[Start of section]

//! Property-based tests for comma clean-up.

use proptest::prelude::*;
use surface_realiser::core::orthography::clean_up;

proptest! {
    #[test]
    fn clean_up_is_idempotent(text in "[a-z ,]{0,30}") {
        let once = clean_up(&text);
        prop_assert_eq!(clean_up(&once), once);
    }

    #[test]
    fn no_space_before_a_comma_survives(text in "[a-z ,]{0,30}") {
        let cleaned = clean_up(&text);
        prop_assert!(!cleaned.contains(" ,"));
        prop_assert!(!cleaned.contains(",,"));
    }

    #[test]
    fn comma_free_text_is_untouched(text in "[a-z .]{0,30}") {
        prop_assert_eq!(clean_up(&text), text);
    }
}
pub mod factory;
pub mod formatter;
pub mod lexicon;
pub mod morphology;
pub mod orthography;
pub mod pipeline;
pub mod syntax;
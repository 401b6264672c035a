//! Plain-text layout of realised documents: titles, paragraph breaks,
//! bullets and dotted numbering for enumerated lists.

use std::fmt;
use std::num::ParseIntError;

use crate::schema::category::DocumentCategory;
use crate::schema::document::DocumentElement;
use crate::schema::element::Element;

/// Hierarchical counter for enumerated lists, rendered as "1", "2.1", ...
#[derive(Debug, Clone, PartialEq, Eq)]
pub struct NumberedPrefix {
    levels: Vec<u32>,
}

impl Default for NumberedPrefix {
    fn default() -> Self {
        Self { levels: vec![0] }
    }
}

impl NumberedPrefix {
    pub fn new() -> Self {
        Self::default()
    }

    pub fn increment(&mut self) {
        if let Some(last) = self.levels.last_mut() {
            *last += 1;
        }
    }

    pub fn up_a_level(&mut self) {
        if self.levels == [0] {
            self.levels[0] = 1;
        } else {
            self.levels.push(1);
        }
    }

    pub fn down_a_level(&mut self) {
        if self.levels.len() <= 1 {
            self.levels = vec![0];
        } else {
            self.levels.pop();
        }
    }

    pub fn prefix(&self) -> String {
        self.to_string()
    }

    pub fn set_prefix(&mut self, text: &str) -> Result<(), ParseIntError> {
        let levels = text
            .split('.')
            .map(str::parse)
            .collect::<Result<Vec<u32>, _>>()?;
        self.levels = levels;
        Ok(())
    }
}

impl fmt::Display for NumberedPrefix {
    fn fmt(&self, f: &mut fmt::Formatter<'_>) -> fmt::Result {
        for (i, level) in self.levels.iter().enumerate() {
            if i > 0 {
                f.write_str(".")?;
            }
            write!(f, "{level}")?;
        }
        Ok(())
    }
}

/// Final stage. The numbering state lives across one `format` call, so a
/// formatter can be reused between documents.
#[derive(Debug, Default)]
pub struct TextFormatter {
    prefix: NumberedPrefix,
}

impl TextFormatter {
    pub fn new() -> Self {
        Self::default()
    }

    pub fn format(&mut self, element: &Element) -> String {
        self.prefix = NumberedPrefix::new();
        self.render(element, None)
    }

    fn render(&mut self, element: &Element, parent: Option<DocumentCategory>) -> String {
        match element {
            Element::Canned(_) => element.realisation().to_string(),
            Element::Document(document) => self.render_document(document, parent),
            Element::List(list) => self.render_parts(&list.components, None),
            Element::Coordinated(phrase) => self.render_parts(&phrase.coordinates, None),
            Element::Word(_) | Element::Inflected(_) | Element::Phrase(_) => String::new(),
        }
    }

    /// Rendered text with surrounding spaces trimmed, which is how every
    /// part is read back by its container.
    fn render_trimmed(&mut self, element: &Element, parent: Option<DocumentCategory>) -> String {
        self.render(element, parent).trim_matches(' ').to_string()
    }

    fn render_parts(&mut self, parts: &[Element], parent: Option<DocumentCategory>) -> String {
        let mut out = String::new();
        for part in parts {
            out.push_str(&self.render_trimmed(part, parent));
            out.push(' ');
        }
        out
    }

    fn render_document(&mut self, document: &DocumentElement, parent: Option<DocumentCategory>) -> String {
        let here = Some(document.category);
        let mut out = String::new();
        match document.category {
            DocumentCategory::Document | DocumentCategory::Section | DocumentCategory::List => {
                let breaks = match document.category {
                    DocumentCategory::Document => 2,
                    DocumentCategory::Section => 1,
                    _ => 0,
                };
                if let Some(title) = document.title.as_deref().filter(|t| !t.is_empty()) {
                    out.push_str(title);
                    out.push_str(&"\n".repeat(breaks));
                }
                for component in &document.components {
                    out.push_str(&self.render_trimmed(component, here));
                }
            }
            DocumentCategory::EnumeratedList => {
                self.prefix.up_a_level();
                if let Some(title) = &document.title {
                    out.push_str(title);
                    out.push('\n');
                }
                let mut previous: Option<String> = None;
                for component in &document.components {
                    if let Some(previous) = &previous {
                        if !previous.ends_with('\n') {
                            out.push(' ');
                        }
                        self.prefix.increment();
                    }
                    let text = self.render_trimmed(component, here);
                    out.push_str(&text);
                    previous = Some(text);
                }
                self.prefix.down_a_level();
            }
            DocumentCategory::Paragraph => {
                let parts: Vec<String> = document
                    .components
                    .iter()
                    .map(|c| self.render_trimmed(c, here))
                    .collect();
                out.push_str(&parts.join(" "));
                out.push_str("\n\n");
            }
            DocumentCategory::Sentence => out.push_str(element_text(document)),
            DocumentCategory::ListItem => {
                match parent {
                    Some(DocumentCategory::List) => out.push_str(" * "),
                    Some(DocumentCategory::EnumeratedList) => {
                        out.push_str(&self.prefix.prefix());
                        out.push_str(" - ");
                    }
                    _ => {}
                }
                let parts: Vec<String> = document
                    .components
                    .iter()
                    .map(|c| self.render_trimmed(c, here))
                    .collect();
                out.push_str(&parts.join(" "));
                out.push('\n');
            }
        }
        out
    }
}

fn element_text(document: &DocumentElement) -> &str {
    document.realisation.as_deref().unwrap_or("").trim_matches(' ')
}
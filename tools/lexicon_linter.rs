/// Lexicon Linter — validates RON lexicon files before they are loaded.
///
/// Usage: lexicon_linter <lexicon.ron | lexicon_dir>

use std::collections::HashMap;
use std::path::Path;
use std::process;

use surface_realiser::core::lexicon::{parse_records, LexiconRecord};
use surface_realiser::schema::category::LexicalCategory;
use surface_realiser::schema::element::HasFeatures;
use surface_realiser::schema::features::{Feature, Inflection};
use tracing_subscriber::EnvFilter;

fn main() {
    tracing_subscriber::fmt()
        .with_env_filter(EnvFilter::from_default_env())
        .with_writer(std::io::stderr)
        .init();

    let args: Vec<String> = std::env::args().collect();

    if args.len() < 2 || args[1] == "--help" || args[1] == "-h" {
        println!("Usage: lexicon_linter <lexicon.ron | lexicon_dir>");
        process::exit(0);
    }

    let path = Path::new(&args[1]);
    let mut files = Vec::new();
    if path.is_file() {
        files.push(path.to_path_buf());
    } else if path.is_dir() {
        collect_ron_files(path, &mut files);
    } else {
        eprintln!("ERROR: Path '{}' does not exist", args[1]);
        process::exit(1);
    }

    let mut errors = Vec::new();
    let mut warnings = Vec::new();
    let mut total = 0;

    for file in &files {
        let contents = match std::fs::read_to_string(file) {
            Ok(contents) => contents,
            Err(e) => {
                errors.push(format!("{}: {}", file.display(), e));
                continue;
            }
        };
        match parse_records(&contents) {
            Ok(records) => {
                println!("  Loaded: {} ({} records)", file.display(), records.len());
                total += records.len();
                let (file_errors, file_warnings) = lint_records(&records);
                let label = file.display();
                errors.extend(file_errors.into_iter().map(|e| format!("{label}: {e}")));
                warnings.extend(file_warnings.into_iter().map(|w| format!("{label}: {w}")));
            }
            Err(e) => errors.push(format!("{}: {}", file.display(), e)),
        }
    }

    println!("Checked {} records", total);
    println!("\n=== Lexicon Lint Report ===\n");

    if errors.is_empty() && warnings.is_empty() {
        println!("All checks passed!");
    }

    for warning in &warnings {
        println!("WARNING: {}", warning);
    }

    for error in &errors {
        println!("ERROR: {}", error);
    }

    println!(
        "\nSummary: {} errors, {} warnings",
        errors.len(),
        warnings.len()
    );

    if errors.is_empty() {
        process::exit(0);
    } else {
        process::exit(1);
    }
}

fn collect_ron_files(dir: &Path, files: &mut Vec<std::path::PathBuf>) {
    if let Ok(entries) = std::fs::read_dir(dir) {
        for entry in entries.flatten() {
            let path = entry.path();
            if path.is_dir() {
                collect_ron_files(&path, files);
            } else if path.extension().and_then(|s| s.to_str()) == Some("ron") {
                files.push(path);
            }
        }
    }
}

fn lint_records(records: &[LexiconRecord]) -> (Vec<String>, Vec<String>) {
    let mut errors = Vec::new();
    let mut warnings = Vec::new();
    let mut ids: HashMap<&str, usize> = HashMap::new();
    let mut entries: HashMap<(String, LexicalCategory), usize> = HashMap::new();

    for (index, record) in records.iter().enumerate() {
        if let Some(id) = record.id.as_deref() {
            if let Some(first) = ids.insert(id, index) {
                errors.push(format!("id '{}' used by records {} and {}", id, first, index));
            }
        }

        let (word, unknown) = match record.to_word(index) {
            Ok(converted) => converted,
            Err(e) => {
                errors.push(e.to_string());
                continue;
            }
        };

        for tag in unknown {
            warnings.push(format!("'{}': unknown tag '{}'", word.base_form, tag));
        }

        if let Some(first) = entries.insert((word.base_form.clone(), word.category), index) {
            warnings.push(format!(
                "'{}' ({:?}) appears in records {} and {}",
                word.base_form, word.category, first, index
            ));
        }

        let irregular = word.inflections.contains(&Inflection::Irregular);
        if word.category == LexicalCategory::Verb && irregular && word.base_form != "be" {
            for key in [Feature::Past, Feature::PastParticiple] {
                if !word.has(key) {
                    warnings.push(format!(
                        "irregular verb '{}' has no {:?} form",
                        word.base_form, key
                    ));
                }
            }
        }
        if word.category == LexicalCategory::Noun && irregular && !word.has(Feature::Plural) {
            warnings.push(format!("irregular noun '{}' has no plural form", word.base_form));
        }
    }

    (errors, warnings)
}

[End of section]

WHAT THE TASK ASKS:
Of all the entries above, repeat only the lines from the line that has "impl Default for" to the line that has "pub fn down_a_level(&mut", both lines included, exactly.

SOLVED PROBLEM:
impl Default for NumberedPrefix {
    fn default() -> Self {
        Self { levels: vec![0] }
    }
}

impl NumberedPrefix {
    pub fn new() -> Self {
        Self::default()
    }

    pub fn increment(&mut self) {
        if let Some(last) = self.levels.last_mut() {
            *last += 1;
        }
    }

    pub fn up_a_level(&mut self) {
        if self.levels == [0] {
            self.levels[0] = 1;
        } else {
            self.levels.push(1);
        }
    }

    pub fn down_a_level(&mut self) {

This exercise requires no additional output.